Dynamism is the primary quality that people attribute to Dayanidhi Maran, the newly appointed Union Minister for Textiles. He proved his dynamism and vibrancy in his early avatar as the Union minister for Communication and Information Technology. The textiles industry, badly hit by the global slowdown, seems to be happy with Maran?s appointment. In Tamilnadu, which houses a large textile sector, they are very happy to have ?a young, dynamic, efficient and proven administrator? as the textile Minister. They are optimistic about his dynamic problem-solving ability.

The inaugural vision statement of Maran , made immediately after his swearing-in as the Textiles minister, stated that his aims are to have a 8 to 10% annual growth rate in the textile business, create 10 million new jobs in the next five years, and establish the National Institute of Fashion Technology in Coimbatore.

The textile industry including the spinners, weavers, processors and garment makers are looking at him for immediate succour. The industry has been ailing owing to global recession, hardening of interest rates, steep hike in cotton prices, acute power shortage, cut in export incentives, delay in the disbursement of government dues etc., for the past 2 years.
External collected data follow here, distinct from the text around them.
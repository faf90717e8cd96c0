//! # plfix Common Library
//!
//! Shared code for the plfix workspace including:
//! - Error types
//! - Configuration loading (TOML file, environment, compiled defaults)
//! - Run event types and the broadcast EventBus
//! - Timestamp helpers

pub mod config;
pub mod error;
pub mod events;
pub mod time;

pub use error::{Error, Result};
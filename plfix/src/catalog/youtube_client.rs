//! YouTube Data API v3 client
//!
//! Implements [`PrimaryCatalog`] over `playlistItems`, `videos` and `search`.
//! Authentication is a pre-issued OAuth bearer token with the
//! `youtube.force-ssl` scope; token refresh is out of scope.

use super::{
    CatalogError, ContentMetadata, PlaylistItem, PlaylistPage, PrimaryCatalog, RateLimiter,
};
use async_trait::async_trait;
use serde::Deserialize;
use serde_json::json;
use std::time::Duration;

const USER_AGENT: &str = concat!("plfix/", env!("CARGO_PKG_VERSION"));
const REQUEST_TIMEOUT_SECS: u64 = 30;

// ============================================================================
// Wire types
// ============================================================================

#[derive(Debug, Deserialize)]
#[serde(rename_all = "camelCase")]
struct PlaylistItemListResponse {
    #[serde(default)]
    items: Vec<PlaylistItemResource>,
    next_page_token: Option<String>,
}

#[derive(Debug, Deserialize)]
#[serde(rename_all = "camelCase")]
struct PlaylistItemResource {
    id: String,
    snippet: Option<PlaylistItemSnippet>,
    content_details: Option<PlaylistItemContentDetails>,
}

#[derive(Debug, Deserialize)]
struct PlaylistItemSnippet {
    title: Option<String>,
    position: Option<u32>,
}

#[derive(Debug, Deserialize)]
#[serde(rename_all = "camelCase")]
struct PlaylistItemContentDetails {
    video_id: Option<String>,
}

#[derive(Debug, Deserialize)]
struct VideoListResponse {
    #[serde(default)]
    items: Vec<VideoResource>,
}

#[derive(Debug, Deserialize)]
#[serde(rename_all = "camelCase")]
struct VideoResource {
    id: String,
    snippet: Option<VideoSnippet>,
    content_details: Option<VideoContentDetails>,
}

#[derive(Debug, Deserialize)]
#[serde(rename_all = "camelCase")]
struct VideoSnippet {
    #[serde(default)]
    title: String,
    #[serde(default)]
    channel_title: String,
}

#[derive(Debug, Deserialize)]
struct VideoContentDetails {
    duration: Option<String>,
}

#[derive(Debug, Deserialize)]
struct SearchListResponse {
    #[serde(default)]
    items: Vec<SearchResult>,
}

#[derive(Debug, Deserialize)]
struct SearchResult {
    id: SearchResultId,
}

#[derive(Debug, Deserialize)]
#[serde(rename_all = "camelCase")]
struct SearchResultId {
    video_id: Option<String>,
}

#[derive(Debug, Deserialize)]
struct InsertResponse {
    id: String,
}

#[derive(Debug, Deserialize)]
struct ErrorEnvelope {
    error: ErrorBody,
}

#[derive(Debug, Deserialize)]
struct ErrorBody {
    #[serde(default)]
    message: String,
    #[serde(default)]
    errors: Vec<ErrorDetail>,
}

#[derive(Debug, Deserialize)]
struct ErrorDetail {
    reason: Option<String>,
}

// ============================================================================
// Client
// ============================================================================

/// YouTube Data API client
pub struct YouTubeClient {
    http_client: reqwest::Client,
    rate_limiter: RateLimiter,
    base_url: String,
    access_token: String,
}

impl YouTubeClient {
    pub fn new(
        base_url: impl Into<String>,
        access_token: impl Into<String>,
        request_interval_ms: u64,
    ) -> Result<Self, CatalogError> {
        let http_client = reqwest::Client::builder()
            .user_agent(USER_AGENT)
            .timeout(Duration::from_secs(REQUEST_TIMEOUT_SECS))
            .build()
            .map_err(|e| CatalogError::NetworkError(e.to_string()))?;

        Ok(Self {
            http_client,
            rate_limiter: RateLimiter::new(request_interval_ms),
            base_url: base_url.into().trim_end_matches('/').to_string(),
            access_token: access_token.into(),
        })
    }

    fn url(&self, resource: &str) -> String {
        format!("{}/{}", self.base_url, resource)
    }

    async fn send(&self, request: reqwest::RequestBuilder) -> Result<reqwest::Response, CatalogError> {
        self.rate_limiter.wait().await;

        let response = request
            .bearer_auth(&self.access_token)
            .send()
            .await
            .map_err(|e| CatalogError::NetworkError(e.to_string()))?;

        let status = response.status();
        if status.is_success() {
            return Ok(response);
        }

        let body = response.text().await.unwrap_or_default();
        let message = describe_error_body(&body);
        match status.as_u16() {
            401 | 403 => Err(CatalogError::AuthError(message)),
            404 => Err(CatalogError::NotFound(message)),
            code => Err(CatalogError::ApiError(code, message)),
        }
    }

    async fn get_json<T: serde::de::DeserializeOwned>(
        &self,
        resource: &str,
        query: &[(&str, String)],
    ) -> Result<T, CatalogError> {
        let url = self.url(resource);
        tracing::debug!(url = %url, "Querying catalog API");

        let response = self.send(self.http_client.get(&url).query(query)).await?;
        response
            .json()
            .await
            .map_err(|e| CatalogError::ParseError(e.to_string()))
    }
}

#[async_trait]
impl PrimaryCatalog for YouTubeClient {
    async fn list_playlist_page(
        &self,
        playlist_id: &str,
        page_token: Option<&str>,
        page_size: u32,
    ) -> Result<PlaylistPage, CatalogError> {
        let mut query = vec![
            ("part", "snippet,contentDetails,status".to_string()),
            ("playlistId", playlist_id.to_string()),
            ("maxResults", page_size.to_string()),
        ];
        if let Some(token) = page_token {
            query.push(("pageToken", token.to_string()));
        }

        let response: PlaylistItemListResponse = self.get_json("playlistItems", &query).await?;

        let items = response
            .items
            .into_iter()
            .map(|item| {
                let (title, position) = match item.snippet {
                    Some(s) => (s.title, s.position),
                    None => (None, None),
                };
                PlaylistItem {
                    entry_id: item.id,
                    title,
                    content_id: item
                        .content_details
                        .and_then(|d| d.video_id)
                        .filter(|id| !id.is_empty()),
                    position,
                }
            })
            .collect();

        Ok(PlaylistPage {
            items,
            next_page_token: response.next_page_token.filter(|t| !t.is_empty()),
        })
    }

    async fn check_content_exists(
        &self,
        content_ids: &[String],
    ) -> Result<Vec<String>, CatalogError> {
        if content_ids.is_empty() {
            return Ok(Vec::new());
        }
        let query = [
            ("part", "id".to_string()),
            ("id", content_ids.join(",")),
            ("maxResults", content_ids.len().to_string()),
        ];
        let response: VideoListResponse = self.get_json("videos", &query).await?;
        Ok(response.items.into_iter().map(|v| v.id).collect())
    }

    async fn search_content(&self, query: &str, limit: u32) -> Result<Vec<String>, CatalogError> {
        let params = [
            ("part", "snippet".to_string()),
            ("q", query.to_string()),
            ("type", "video".to_string()),
            ("maxResults", limit.to_string()),
        ];
        let response: SearchListResponse = self.get_json("search", &params).await?;

        let ids: Vec<String> = response
            .items
            .into_iter()
            .filter_map(|r| r.id.video_id)
            .collect();

        tracing::debug!(query = %query, results = ids.len(), "search.list returned");
        Ok(ids)
    }

    async fn fetch_content_metadata(
        &self,
        content_ids: &[String],
    ) -> Result<Vec<ContentMetadata>, CatalogError> {
        if content_ids.is_empty() {
            return Ok(Vec::new());
        }
        let query = [
            ("part", "snippet,contentDetails".to_string()),
            ("id", content_ids.join(",")),
            ("maxResults", content_ids.len().to_string()),
        ];
        let response: VideoListResponse = self.get_json("videos", &query).await?;

        Ok(response
            .items
            .into_iter()
            .map(|v| {
                let (title, channel_title) = match v.snippet {
                    Some(s) => (s.title, s.channel_title),
                    None => (String::new(), String::new()),
                };
                ContentMetadata {
                    content_id: v.id,
                    title,
                    channel_title,
                    length_seconds: v
                        .content_details
                        .and_then(|d| d.duration)
                        .and_then(|d| parse_iso8601_duration(&d)),
                }
            })
            .collect())
    }

    async fn insert_entry(
        &self,
        playlist_id: &str,
        content_id: &str,
        position: Option<u32>,
    ) -> Result<String, CatalogError> {
        let mut snippet = json!({
            "playlistId": playlist_id,
            "resourceId": { "kind": "youtube#video", "videoId": content_id },
        });
        if let Some(position) = position {
            snippet["position"] = json!(position);
        }
        let body = json!({ "snippet": snippet });

        let url = self.url("playlistItems");
        let response = self
            .send(
                self.http_client
                    .post(&url)
                    .query(&[("part", "snippet")])
                    .json(&body),
            )
            .await?;

        let inserted: InsertResponse = response
            .json()
            .await
            .map_err(|e| CatalogError::ParseError(e.to_string()))?;

        tracing::info!(
            playlist_id = %playlist_id,
            content_id = %content_id,
            position = ?position,
            entry_id = %inserted.id,
            "Inserted playlist entry"
        );
        Ok(inserted.id)
    }

    async fn delete_entry(&self, entry_id: &str) -> Result<(), CatalogError> {
        let url = self.url("playlistItems");
        self.send(self.http_client.delete(&url).query(&[("id", entry_id)]))
            .await?;

        tracing::info!(entry_id = %entry_id, "Deleted playlist entry");
        Ok(())
    }
}

/// Render an API error body as "reason: message", falling back to the raw body
fn describe_error_body(body: &str) -> String {
    match serde_json::from_str::<ErrorEnvelope>(body) {
        Ok(envelope) => {
            let reason = envelope
                .error
                .errors
                .iter()
                .find_map(|e| e.reason.clone());
            match reason {
                Some(reason) => format!("{}: {}", reason, envelope.error.message),
                None => envelope.error.message,
            }
        }
        Err(_) => body.trim().to_string(),
    }
}

/// Parse an ISO-8601 duration such as `PT1H2M3S` or `P1DT5M` into seconds
pub fn parse_iso8601_duration(value: &str) -> Option<u64> {
    let rest = value.strip_prefix('P')?;
    let mut seconds: u64 = 0;
    let mut number = String::new();
    let mut in_time = false;
    let mut saw_component = false;

    for c in rest.chars() {
        match c {
            'T' => {
                if !number.is_empty() || in_time {
                    return None;
                }
                in_time = true;
            }
            '0'..='9' => number.push(c),
            unit => {
                let n: u64 = number.parse().ok()?;
                number.clear();
                let factor = match (unit, in_time) {
                    ('W', false) => 7 * 86_400,
                    ('D', false) => 86_400,
                    ('H', true) => 3_600,
                    ('M', true) => 60,
                    ('S', true) => 1,
                    _ => return None,
                };
                seconds = seconds.checked_add(n.checked_mul(factor)?)?;
                saw_component = true;
            }
        }
    }

    if !number.is_empty() || !saw_component {
        return None;
    }
    Some(seconds)
}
Over 10 lakh people have lost their jobs and almost all textile mills including the blue chip companies have incurred huge cash losses during the last financial year.

In the knitwear sector, dominated by Tirupur region, production and exports have gone down by 10 % to 20% and over 30,000 people have lost their jobs. This is besides the thousands of migrant labourers from different parts of India who had lost their livelihoods. Industry representatives have already met Maran and submitted memorandums for incentives, tax relief, cheap finance and infrastructure investment support.

The textile sector hopes that the minister would make a quick diagnosis of the moribund industry and prescribe a comprehensive package to revive it and make it a sunshine sector. They want his support to bring back the textile industry and the garment exports sector to the growth trajectory and regain the lost ground in global competitiveness and markets.